Office: A-307 Wells Hall
Phone: (517) 353-4484
email: gnagy@math.msu.edu

General Information
Publications
Teaching
Research Interests (pdf)
Teaching Statement (pdf)
CV (pdf)

Teaching Statements

Winter 2012.

Experience:

My first teaching experience was as Teaching Assistant in the period of 1991-1995, while I was a graduate student at the Physics Department in the University of Córdoba, Argentina. During that period I taught undergraduate physics courses, two semesters per year. During my stay at the University of California at San Diego (UCSD), I have been a teaching visitor in the period Fall 2003--Summer 2004, and in Fall 2005--Summer2006. I have also taught as Assistant Project Scientist at UCSD in the period Summer 2007--Fall 2007, and I have scheduled to continue teaching until the Spring 2008. I taught the calculus courses 10A,B,C, the calculus for science and engineering 20A,C, and the Linear Algebra course 20F. I will teach the Differential Equations course, 20D in the Spring 2008. I had several classes with more than a hundred students, and a few classes with close to three-hundred students. Large classes can be complex to coordinate, and even the smallest mistake can have unexpected aftermaths. One learns to be very careful with details that are trivially overlooked in a small class.

Teaching Style:

I am used to give daily lectures, frequent homework assignments, homework-based quizzes, and two or three exams per semester. I try to follow a main reference book in the subject when this is possible, and to mention complementary references. If there is no main reference to follow, then I prepare typed notes, so the students have a main set of notes to follow.
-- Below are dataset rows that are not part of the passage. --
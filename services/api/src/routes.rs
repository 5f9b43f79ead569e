use crate::infra::AppState;
use axum::extract::Query;
use axum::http::{header, StatusCode};
use axum::response::IntoResponse;
use axum::routing::get;
use axum::{Extension, Json, Router};
use exam_board::error::AppError;
use exam_board::postings::{postings_router, slug, ExamSource, PostingService, SlugParts};
use serde::{Deserialize, Serialize};
use serde_json::json;
use std::sync::atomic::Ordering;
use std::sync::Arc;

#[derive(Debug, Deserialize)]
pub(crate) struct SlugQuery {
    pub(crate) municipality: String,
    #[serde(rename = "examType", alias = "exam_type")]
    pub(crate) exam_type: String,
}

#[derive(Debug, Serialize)]
pub(crate) struct SlugResponse {
    pub(crate) slug: String,
    pub(crate) text: String,
}

#[derive(Debug, Deserialize)]
pub(crate) struct DecodeQuery {
    pub(crate) path: String,
}

pub(crate) fn with_service_routes<S>(service: Arc<PostingService<S>>) -> Router
where
    S: ExamSource + 'static,
{
    postings_router(service)
        .route("/health", get(healthcheck))
        .route("/ready", get(readiness_endpoint))
        .route("/metrics", get(metrics_endpoint))
        .route("/api/v1/slug", get(encode_slug_endpoint))
        .route("/api/v1/slug/decode", get(decode_slug_endpoint))
}

pub(crate) async fn healthcheck() -> Json<serde_json::Value> {
    Json(json!({ "status": "ok" }))
}

pub(crate) async fn readiness_endpoint(Extension(state): Extension<AppState>) -> impl IntoResponse {
    let ready = state.readiness.load(Ordering::Relaxed);
    let status = if ready {
        StatusCode::OK
    } else {
        StatusCode::SERVICE_UNAVAILABLE
    };

    let payload = if ready {
        json!({ "status": "ready" })
    } else {
        json!({ "status": "initializing" })
    };

    (status, Json(payload))
}

pub(crate) async fn metrics_endpoint(Extension(state): Extension<AppState>) -> impl IntoResponse {
    (
        StatusCode::OK,
        [(header::CONTENT_TYPE, "text/plain; version=0.0.4")],
        state.metrics.render(),
    )
}

pub(crate) async fn encode_slug_endpoint(Query(query): Query<SlugQuery>) -> Json<SlugResponse> {
    Json(SlugResponse {
        slug: slug::encode(&query.municipality, &query.exam_type),
        text: slug::slug_text(&query.municipality, &query.exam_type),
    })
}

pub(crate) async fn decode_slug_endpoint(
    Query(query): Query<DecodeQuery>,
) -> Result<Json<SlugParts>, AppError> {
    Ok(Json(slug::decode(&query.path)?))
}

#[cfg(test)]
mod tests {
    use super::*;
    use crate::infra::StaticExamSource;
    use axum::body::{to_bytes, Body};
    use axum::http::Request;
    use axum::response::Response;
    use exam_board::postings::{ExamRecord, RouteResolver, ViewModelBuilder};
    use metrics_exporter_prometheus::PrometheusBuilder;
    use serde_json::Value;
    use std::sync::atomic::AtomicBool;
    use tower::ServiceExt;

    fn app(ready: bool) -> Router {
        let mut record = ExamRecord::new("川越市", "一般行政職");
        record.exam_type = Some("行政職員採用試験".to_string());
        let service = Arc::new(PostingService::new(
            StaticExamSource::new(vec![record]),
            ViewModelBuilder::default(),
            RouteResolver::default(),
        ));
        let state = AppState {
            readiness: Arc::new(AtomicBool::new(ready)),
            metrics: Arc::new(PrometheusBuilder::new().build_recorder().handle()),
        };
        with_service_routes(service).layer(Extension(state))
    }

    async fn get_json(app: Router, uri: &str) -> (StatusCode, Value) {
        let response: Response = app
            .oneshot(Request::get(uri).body(Body::empty()).expect("request"))
            .await
            .expect("router dispatch");
        let status = response.status();
        let body = to_bytes(response.into_body(), 1024 * 1024)
            .await
            .expect("body readable");
        (status, serde_json::from_slice(&body).expect("json body"))
    }

    #[tokio::test]
    async fn readiness_reflects_startup_flag() {
        let (status, body) = get_json(app(false), "/ready").await;
        assert_eq!(status, StatusCode::SERVICE_UNAVAILABLE);
        assert_eq!(body["status"], "initializing");

        let (status, _) = get_json(app(true), "/ready").await;
        assert_eq!(status, StatusCode::OK);
    }

    #[tokio::test]
    async fn slug_endpoint_encodes_pairs() {
        let uri = format!(
            "/api/v1/slug?municipality={}&examType={}",
            urlencoding::encode("川越市"),
            urlencoding::encode("行政職員採用試験")
        );
        let (status, body) = get_json(app(true), &uri).await;
        assert_eq!(status, StatusCode::OK);
        assert_eq!(body["text"], "川越市-行政職員採用試験");
        assert_eq!(body["slug"], slug::encode("川越市", "行政職員採用試験"));
    }

    #[tokio::test]
    async fn slug_decode_rejects_unseparated_segment() {
        let (status, body) = get_json(app(true), "/api/v1/slug/decode?path=kawagoe").await;
        assert_eq!(status, StatusCode::BAD_REQUEST);
        assert!(body["error"]
            .as_str()
            .is_some_and(|message| message.contains("kawagoe")));
    }

    #[tokio::test]
    async fn posting_routes_are_mounted_alongside_health_checks() {
        let uri = format!(
            "/api/v1/municipalities/{}/exams?style=summary&now=2024-01-01",
            urlencoding::encode("川越市")
        );
        let (status, body) = get_json(app(true), &uri).await;
        assert_eq!(status, StatusCode::OK);
        assert_eq!(body["stats"]["group_count"], 1);

        let (status, body) = get_json(app(true), "/health").await;
        assert_eq!(status, StatusCode::OK);
        assert_eq!(body["status"], "ok");
    }
}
Lectures: I have approached mathematics from theoretical physics, so I usually provide, when possible, physical examples as motivation for the mathematical concepts under study. I usually try to explain a central concept by selecting a particular example that illustrates the main ideas of the subject under study. Then, the precise theory can be presented, and the example is always there to go back and highlight different aspects of the main theory. Relations with other fields and historical remarks are always useful. Throughout the lecture I encourage the students to both ask questions about the material, as well as to express their own ideas for a next step in a mathematical proof.
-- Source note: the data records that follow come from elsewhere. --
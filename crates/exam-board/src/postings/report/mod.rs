mod builder;
mod stats;
pub mod views;

pub use builder::{application_period, ViewModelBuilder};
pub use views::{
    GroupView, Presentation, RecordView, ScheduleEntry, ScheduleKind, TestStage, ViewItems,
    ViewMode, ViewModel, ViewParams, ViewStats,
};

#[cfg(test)]
pub(crate) use builder::record_view;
Handouts: I provide handouts when the main textbook does not cover a topic I want to discuss, or when it does in a style and/or order different from what I would prefer.

Homeworks: The only way to learn mathematics is by doing mathematics. Homework assignments are a fundamental part of a mathematics course. They have to be carefully planned, to review the concepts mentioned in class, to work out specific examples of these concepts, and to include situations that can not be discussed in class.
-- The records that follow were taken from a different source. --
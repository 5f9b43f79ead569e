use std::time::Duration;

use axum::{extract::Query, http::StatusCode, routing::get, Json, Router};
use exam_board::config::SourceConfig;
use exam_board::postings::{ExamQuery, ExamSource, FetchError, HttpExamSource};
use serde::Deserialize;
use serde_json::{json, Value};
use tokio::net::TcpListener;

#[derive(Debug, Deserialize)]
struct EchoQuery {
    municipality: String,
    #[serde(rename = "examType")]
    exam_type: Option<String>,
}

async fn exams(Query(query): Query<EchoQuery>) -> Json<Value> {
    Json(json!([
        {
            "municipality": query.municipality,
            "exam_type": query.exam_type.unwrap_or_default(),
            "position": "一般行政職",
            "recruit_number": 5
        }
    ]))
}

async fn spawn_endpoint() -> String {
    let app = Router::new()
        .route("/api/exam-api.php", get(exams))
        .route(
            "/broken",
            get(|| async { (StatusCode::SERVICE_UNAVAILABLE, "maintenance") }),
        )
        .route("/garbled", get(|| async { "<html>not json</html>" }));

    let listener = TcpListener::bind("127.0.0.1:0")
        .await
        .expect("bind ephemeral port");
    let addr = listener.local_addr().expect("local addr");
    tokio::spawn(async move {
        axum::serve(listener, app).await.expect("test server runs");
    });
    format!("http://{addr}")
}

fn source(url: String) -> HttpExamSource {
    HttpExamSource::new(&SourceConfig {
        api_url: url.parse().expect("valid url"),
        timeout: Duration::from_secs(5),
    })
    .expect("client builds")
}

#[tokio::test]
async fn fetches_and_decodes_records() {
    let base = spawn_endpoint().await;
    let source = source(format!("{base}/api/exam-api.php"));

    let records = source
        .fetch(&ExamQuery::municipality("川越市").with_exam_type("行政職員採用試験"))
        .await
        .expect("fetch succeeds");

    assert_eq!(records.len(), 1);
    assert_eq!(records[0].municipality, "川越市");
    assert_eq!(records[0].exam_type.as_deref(), Some("行政職員採用試験"));
    assert_eq!(records[0].recruit_number, Some(5));
}

#[tokio::test]
async fn non_success_status_is_reported() {
    let base = spawn_endpoint().await;
    let error = source(format!("{base}/broken"))
        .fetch(&ExamQuery::municipality("川越市"))
        .await
        .expect_err("status error");

    assert!(matches!(
        error,
        FetchError::Status { status } if status.as_u16() == 503
    ));
}

#[tokio::test]
async fn malformed_payload_is_a_decode_error() {
    let base = spawn_endpoint().await;
    let error = source(format!("{base}/garbled"))
        .fetch(&ExamQuery::municipality("川越市"))
        .await
        .expect_err("decode error");

    assert!(matches!(error, FetchError::Decode(_)));
}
Exams: In order to prepare an exam I try to identify the basic concepts the student must master from the class. I then select questions from variations of homework assignments where these concepts are clearly used. A ten question exam should have at least one problem easy enough for almost everybody to complete it. The exam should also contain a difficult problem which requires an extrapolation of the main ideas of the class in order to solve it, aimed to single out the best students. The eight remaining questions should be centered on the basic ideas the students must have mastered from the class.

Technology: Projected slides may be useful in research talks, but are often not an effective replacement for chalks and blackboard in a mathematics class. The pace of writing on a blackboard is similar to the pace that students assimilate new ideas. Writing on the blackboard makes the class more honest; it is easier to skip difficult steps in planned slides. Nevertheless, I have found useful to have a projected slide somewhere in the classroom as a summary of the main concept one is developing, while working on the blackboard. I am still trying to find and optimal way to blend new and old technologies in a classroom.

Teaching Goals

I am interested in teaching undergraduate courses, including the differential and integral calculus, vector calculus, linear algebra, and introduction to differential equations.

Regarding graduate courses, I am specially interested in a course focusing on advanced mathematical aspects of the classical theory of General Relativity. Such a course could be a continuation of the Geometrical Physics courses (259A,B,C at UCSD), where fundamental topics are covered, such as manifolds, tensor fields, Einstein's equations, homogeneous and isotropic cosmologies, and the Schwarzschild solution. The advanced course would include the Hawking-Penrose singularity theorems, the initial value formulation for Einstein's equations, the definition of asymptotic flatness, the theorems on the positivity of mass, the definition of a black hole, the cosmic censorship conjecture, and the thermodynamics of black holes.

I am also interested in the standard courses Geometrical Physics (259A,B,C); Mathematical Methods in Physics and Engineering (210B,C); and Partial Differential Equations (231A,B,C). In the latter I would like to introduce well-posedness results for the initial value problem for hyperbolic equations with constraints, such as the Maxwell equations and the Einstein equations.